Fatalist. Christian. Pacifist.
Multiple simultaneous influence potentials. An influence is only potentially a cause, especially in a mind that works with thoughts in parallel.

Take how memory works for example. A car isnt one picture but multiple simultaneous thoughts that generate an image of something like it.

Edit: without that aspect there would not be the real time type of awareness that we have

What determines whether an influence influences, or doesn't influence? What determines their potential?
 

idav

Being
Premium Member
What determines whether an influence influences, or doesn't influence? What determines their potential?

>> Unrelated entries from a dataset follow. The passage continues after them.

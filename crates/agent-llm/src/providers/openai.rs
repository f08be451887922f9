//! OpenAI-compatible provider implementation
//!
//! Implements the LLMProvider trait against the `/chat/completions` endpoint.
//! Works with OpenAI itself and with local OpenAI-compatible servers
//! (LM Studio, vLLM, llama.cpp).
//! See: https://platform.openai.com/docs/api-reference/chat
//!
//! ```no_run
//! use agent_llm::providers::{OpenAIConfig, OpenAIProvider};
//!
//! # fn main() -> Result<(), Box<dyn std::error::Error>> {
//! let local = OpenAIConfig::new("not-needed").with_api_base("http://localhost:1234/v1");
//! let provider = OpenAIProvider::with_config(local)?;
//! # Ok(())
//! # }
//! ```

use super::status_error;
use crate::{
    CompletionRequest, CompletionResponse, LLMError, LLMProvider, Message, Result, StopReason,
    TokenUsage,
};
use async_trait::async_trait;
use reqwest::Client;
use serde::{Deserialize, Serialize};
use std::time::Duration;
use tracing::{debug, instrument};

const DEFAULT_OPENAI_API_BASE: &str = "https://api.openai.com/v1";
const DEFAULT_TIMEOUT_SECS: u64 = 120;

/// Configuration for OpenAI provider
#[derive(Debug, Clone)]
pub struct OpenAIConfig {
    /// API key for authentication
    pub api_key: String,

    /// Base URL for the API (default: "https://api.openai.com/v1")
    pub api_base: String,

    /// Request timeout in seconds (default: 120)
    pub timeout_secs: u64,

    /// Optional list of supported models
    /// If None, any model string is accepted
    pub supported_models: Option<Vec<String>>,
}

impl OpenAIConfig {
    /// Create a new config with the given API key and default settings
    pub fn new(api_key: impl Into<String>) -> Self {
        Self {
            api_key: api_key.into(),
            ..Self::default()
        }
    }

    /// Create config from environment variables
    ///
    /// Reads the API key from `OPENAI_API_KEY` and, if set, the base URL
    /// from `OPENAI_API_BASE`.
    pub fn from_env() -> Result<Self> {
        let api_key = std::env::var("OPENAI_API_KEY").map_err(|_| {
            LLMError::ConfigurationError("OPENAI_API_KEY environment variable not set".to_string())
        })?;

        let api_base = std::env::var("OPENAI_API_BASE")
            .unwrap_or_else(|_| DEFAULT_OPENAI_API_BASE.to_string());

        Ok(Self::new(api_key).with_api_base(api_base))
    }

    /// Set custom API base URL
    pub fn with_api_base(mut self, api_base: impl Into<String>) -> Self {
        self.api_base = api_base.into();
        self
    }

    /// Set request timeout in seconds
    pub fn with_timeout(mut self, timeout_secs: u64) -> Self {
        self.timeout_secs = timeout_secs;
        self
    }

    /// Restrict accepted model names
    pub fn with_supported_models(mut self, models: Vec<String>) -> Self {
        self.supported_models = Some(models);
        self
    }
}

impl Default for OpenAIConfig {
    fn default() -> Self {
        Self {
            api_key: String::new(),
            api_base: DEFAULT_OPENAI_API_BASE.to_string(),
            timeout_secs: DEFAULT_TIMEOUT_SECS,
            supported_models: None,
        }
    }
}

/// OpenAI provider
pub struct OpenAIProvider {
    client: Client,
    config: OpenAIConfig,
}

impl OpenAIProvider {
    /// Create a new provider with custom configuration
    pub fn with_config(config: OpenAIConfig) -> Result<Self> {
        let client = Client::builder()
            .timeout(Duration::from_secs(config.timeout_secs))
            .build()?;

        Ok(Self { client, config })
    }

    /// Create a new provider with API key and default settings
    pub fn new(api_key: impl Into<String>) -> Result<Self> {
        Self::with_config(OpenAIConfig::new(api_key))
    }

    /// Create a provider from environment variables
    pub fn from_env() -> Result<Self> {
        Self::with_config(OpenAIConfig::from_env()?)
    }

    /// Get the current configuration
    pub fn config(&self) -> &OpenAIConfig {
        &self.config
    }

    fn validate_model(&self, model: &str) -> Result<()> {
        match &self.config.supported_models {
            Some(supported) if !supported.iter().any(|m| m == model) => {
                Err(LLMError::InvalidRequest(format!(
                    "Model '{model}' is not in the supported models list: {supported:?}"
                )))
            }
            _ => Ok(()),
        }
    }
}

#[async_trait]
impl LLMProvider for OpenAIProvider {
    #[instrument(skip(self, request), fields(model = %request.model, api_base = %self.config.api_base))]
    async fn complete(&self, request: CompletionRequest) -> Result<CompletionResponse> {
        self.validate_model(&request.model)?;

        let body = OpenAIRequest::from_request(&request);

        let response = self
            .client
            .post(format!(
                "{}/chat/completions",
                self.config.api_base.trim_end_matches('/')
            ))
            .bearer_auth(&self.config.api_key)
            .json(&body)
            .send()
            .await?;

        if !response.status().is_success() {
            let status = response.status();
            let error_text = response.text().await?;
            return Err(status_error(status, error_text, &request.model));
        }

        let openai_response: OpenAIResponse = response.json().await.map_err(|e| {
            LLMError::UnexpectedResponse(format!("Failed to parse response: {e}"))
        })?;

        openai_response.into_completion()
    }

    fn name(&self) -> &'static str {
        "openai"
    }
}

// ============================================================================
// Wire types
// ============================================================================

#[derive(Debug, Serialize)]
struct OpenAIRequest {
    model: String,
    messages: Vec<OpenAIMessage>,
    max_tokens: usize,
    #[serde(skip_serializing_if = "Option::is_none")]
    temperature: Option<f32>,
    #[serde(skip_serializing_if = "Option::is_none")]
    stop: Option<Vec<String>>,
}

#[derive(Debug, Serialize)]
struct OpenAIMessage {
    role: &'static str,
    content: String,
}

#[derive(Debug, Deserialize)]
struct OpenAIResponse {
    choices: Vec<OpenAIChoice>,
    #[serde(default)]
    usage: Option<OpenAIUsage>,
}

#[derive(Debug, Deserialize)]
struct OpenAIChoice {
    message: OpenAIResponseMessage,
    #[serde(default)]
    finish_reason: Option<String>,
}

#[derive(Debug, Deserialize)]
struct OpenAIResponseMessage {
    content: Option<String>,
}

#[derive(Debug, Deserialize)]
struct OpenAIUsage {
    prompt_tokens: usize,
    completion_tokens: usize,
}

impl OpenAIRequest {
    fn from_request(request: &CompletionRequest) -> Self {
        Self {
            model: request.model.clone(),
            messages: request
                .messages_with_system()
                .into_iter()
                .map(|m| OpenAIMessage {
                    role: m.role.as_str(),
                    content: m.content,
                })
                .collect(),
            max_tokens: request.max_tokens,
            temperature: request.temperature,
            stop: request.stop_sequences.clone(),
        }
    }
}

impl OpenAIResponse {
    fn into_completion(self) -> Result<CompletionResponse> {
        let usage = self.usage.map_or_else(TokenUsage::default, |u| TokenUsage {
            input_tokens: u.prompt_tokens,
            output_tokens: u.completion_tokens,
        });

        // Only the first choice is used
        let choice = self
            .choices
            .into_iter()
            .next()
            .ok_or_else(|| LLMError::UnexpectedResponse("No choices in response".to_string()))?;

        let finish_reason = choice.finish_reason.unwrap_or_default();
        debug!(
            finish_reason = %finish_reason,
            input_tokens = usage.input_tokens,
            output_tokens = usage.output_tokens,
            "Received response"
        );

        Ok(CompletionResponse {
            message: Message::assistant(choice.message.content.unwrap_or_default()),
            stop_reason: map_stop_reason(&finish_reason),
            usage,
        })
    }
}

fn map_stop_reason(finish_reason: &str) -> StopReason {
    match finish_reason {
        "length" => StopReason::MaxTokens,
        "stop" | "" => StopReason::EndTurn,
        other => {
            debug!("Unknown finish reason: {}", other);
            StopReason::EndTurn
        }
    }
}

There is no way out of determinism, I named a way out of hard determinism. After all will is determined.
 

idav

Being
Premium Member
With compatablism the multiple influeces are not caused, they cant be, leaving room for a choice that could not happen with plain ole deterministic physics, thus influences dont matter, choice does.
 

Sleeppy

Fatalist. Christian. Pacifist.
There is no way out of determinism, I named a way out of hard determinism. After all will is determined.

Could you reiterate? What is your argument against hard determinism?.. Please simplify your wording as much as possible, so that it is easier for me to read and interpret.
 

Sleeppy

Fatalist. Christian. Pacifist.
With compatablism the multiple influeces are not caused, they cant be, leaving room for a choice that could not happen with plain ole deterministic physics, thus influences dont matter, choice does.

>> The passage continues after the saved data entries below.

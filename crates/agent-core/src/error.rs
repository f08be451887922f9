//! Error types for agent-core
//!
//! This is the workspace-wide taxonomy. Crate-local errors (LLM, prompt,
//! news) convert into it at the agent boundary.

use thiserror::Error;

/// Result type alias for agent-core
pub type Result<T> = std::result::Result<T, Error>;

/// Error type for agent operations
#[derive(Error, Debug)]
pub enum Error {
    /// Generic error message
    #[error("{0}")]
    Generic(String),

    /// A headline source could not be retrieved or parsed
    #[error("Fetch failed for source '{source_id}': {detail}")]
    Fetch { source_id: String, detail: String },

    /// The requested tool is not registered
    #[error("Unknown tool: {0}")]
    UnknownTool(String),

    /// A tool with this name is already registered
    #[error("Tool '{0}' is already registered")]
    DuplicateTool(String),

    /// A tool's underlying call failed
    #[error("Tool '{tool}' failed: {detail}")]
    ToolInvocation { tool: String, detail: String },

    /// Model output could not be parsed into an action or a final answer
    #[error("Could not parse model output: {0}")]
    Parse(String),

    /// The language model backing service could not be used
    #[error("Model unavailable: {0}")]
    ModelUnavailable(String),

    /// A transition was attempted on a run that already finished or failed
    #[error("Agent run {0} is closed")]
    RunClosed(String),

    /// Invalid configuration
    #[error("Configuration error: {0}")]
    Configuration(String),

    /// Agent initialization failed
    #[error("Agent initialization failed: {0}")]
    InitializationFailed(String),

    /// Agent processing failed
    #[error("Agent processing failed: {0}")]
    ProcessingFailed(String),
}

impl Error {
    /// Build a [`Error::ToolInvocation`] from any displayable cause
    pub fn tool(tool: impl Into<String>, detail: impl std::fmt::Display) -> Self {
        Self::ToolInvocation {
            tool: tool.into(),
            detail: detail.to_string(),
        }
    }

    /// Whether this error should end an agent run instead of being shown to
    /// the model as an observation
    pub fn is_fatal_for_run(&self) -> bool {
        matches!(self, Self::ModelUnavailable(_) | Self::RunClosed(_))
    }
}

#[cfg(test)]
mod tests {
    use super::*;

    #[test]
    fn test_display() {
        let err = Error::UnknownTool("SecFilings".to_string());
        assert_eq!(err.to_string(), "Unknown tool: SecFilings");

        let err = Error::tool("SECFilings", "lookup failed");
        assert_eq!(err.to_string(), "Tool 'SECFilings' failed: lookup failed");
    }

    #[test]
    fn test_fatal_classification() {
        assert!(Error::ModelUnavailable("connection refused".into()).is_fatal_for_run());
        assert!(!Error::UnknownTool("x".into()).is_fatal_for_run());
        assert!(!Error::Parse("no action".into()).is_fatal_for_run());
        assert!(!Error::tool("x", "boom").is_fatal_for_run());
    }
}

Are these multiple influences always existing? Or do they randomly come into and out of existence?
 

idav

Being
Premium Member
Could you reiterate? What is your argument against hard determinism?.. Please simplify your wording as much as possible, so that it is easier for me to read and interpret.
Quantum theory disproves hard determinism. Determinism depends on newtonian physics but hidden variables like spin and velocity have been debunked.

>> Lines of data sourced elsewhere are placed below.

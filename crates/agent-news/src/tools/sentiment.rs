//! `MarketSentiment` tool

use crate::api::SentimentProvider;
use agent_core::{Error, Result};
use agent_tools::Tool;
use async_trait::async_trait;
use std::sync::Arc;

pub(crate) const NAME: &str = "MarketSentiment";

/// Reports the current market-wide sentiment; ignores its input
pub struct MarketSentimentTool {
    provider: Arc<dyn SentimentProvider>,
}

impl MarketSentimentTool {
    pub fn new(provider: Arc<dyn SentimentProvider>) -> Self {
        Self { provider }
    }
}

#[async_trait]
impl Tool for MarketSentimentTool {
    fn name(&self) -> &str {
        NAME
    }

    fn description(&self) -> &str {
        "Get the current overall market sentiment (fear or greed). Takes no input."
    }

    async fn invoke(&self, _input: &str) -> Result<String> {
        let reading = self
            .provider
            .current()
            .await
            .map_err(|e| Error::tool(NAME, e))?;
        Ok(reading.to_string())
    }
}

#[cfg(test)]
mod tests {
    use super::*;
    use crate::api::{MockSentimentProvider, SentimentReading};
    use crate::error::NewsError;

    #[tokio::test]
    async fn test_fixed_format() {
        let mut provider = MockSentimentProvider::new();
        provider.expect_current().times(1).returning(|| {
            Ok(SentimentReading {
                score: 27.6,
                rating: "fear".to_string(),
            })
        });

        let tool = MarketSentimentTool::new(Arc::new(provider));
        let out = tool.invoke("anything").await.unwrap();
        assert_eq!(out, "Market sentiment: fear (score 28/100)");
    }

    #[tokio::test]
    async fn test_provider_failure_is_tool_error() {
        let mut provider = MockSentimentProvider::new();
        provider
            .expect_current()
            .returning(|| Err(NewsError::api("Fear & Greed", "HTTP 418")));

        let tool = MarketSentimentTool::new(Arc::new(provider));
        let err = tool.invoke("").await.unwrap_err();
        assert!(matches!(err, Error::ToolInvocation { ref tool, .. } if tool == "MarketSentiment"));
        assert!(err.to_string().contains("HTTP 418"));
    }
}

Also starting with the singularity that would apply and no way to say that nature was determined to do this over that.
 

Sleeppy

Fatalist. Christian. Pacifist.
Quantum theory disproves hard determinism. Determinism depends on newtonian physics but hidden variables like spin and velocity have been debunked.

Also starting with the singularity that would apply and no way to say that nature was determined to do this over that.

We don't know enough about quantum mechanics to jump to this conclusion. You may be right, but we can't be certain just yet. Causal Determinism (Stanford Encyclopedia of Philosophy)
 

idav

Being
Premium Member
We don't know enough about quantum mechanics to jump to this conclusion. You may be right, but we can't be certain just yet. Causal Determinism (Stanford Encyclopedia of Philosophy)

Of course theories are falsifiable as they should be but determinism is losing without even having to bring in non locality. If someone has a determinisic solution for qm many scientists want to find it cause so far tests show a negatory on that.
 

idav

Being
Premium Member
Multiple world theory is the only interpretation i know of that is able to account for all the real experiments and thought experiments. And isn't mystical like the copenhagen interpretation.
 

Thief

Rogue Theologian
All this means is that nothing impeded what he did, not that he had a free will. Freewill is the ability to have done differently. So, could Adam have done differently than he did? NO.

Two things can be cited as relevant to his situation.
1) All acts/events are deterministic: they are caused to be what they are and cannot be otherwise.

2) If one believes in an omniscient god then his knowledge of the future, in essence, makes it impossible for the future to be anything other than what he knows. If he sees you taking a bath next Saturday, then there's no way you cannot take that bath. You cannot "choose" not to take the bath.
While I seldom use the second argument to defend the assertion that there is no such thing as freewill---it's too dependent on one's concept of god---I feel the first is pretty unassailable.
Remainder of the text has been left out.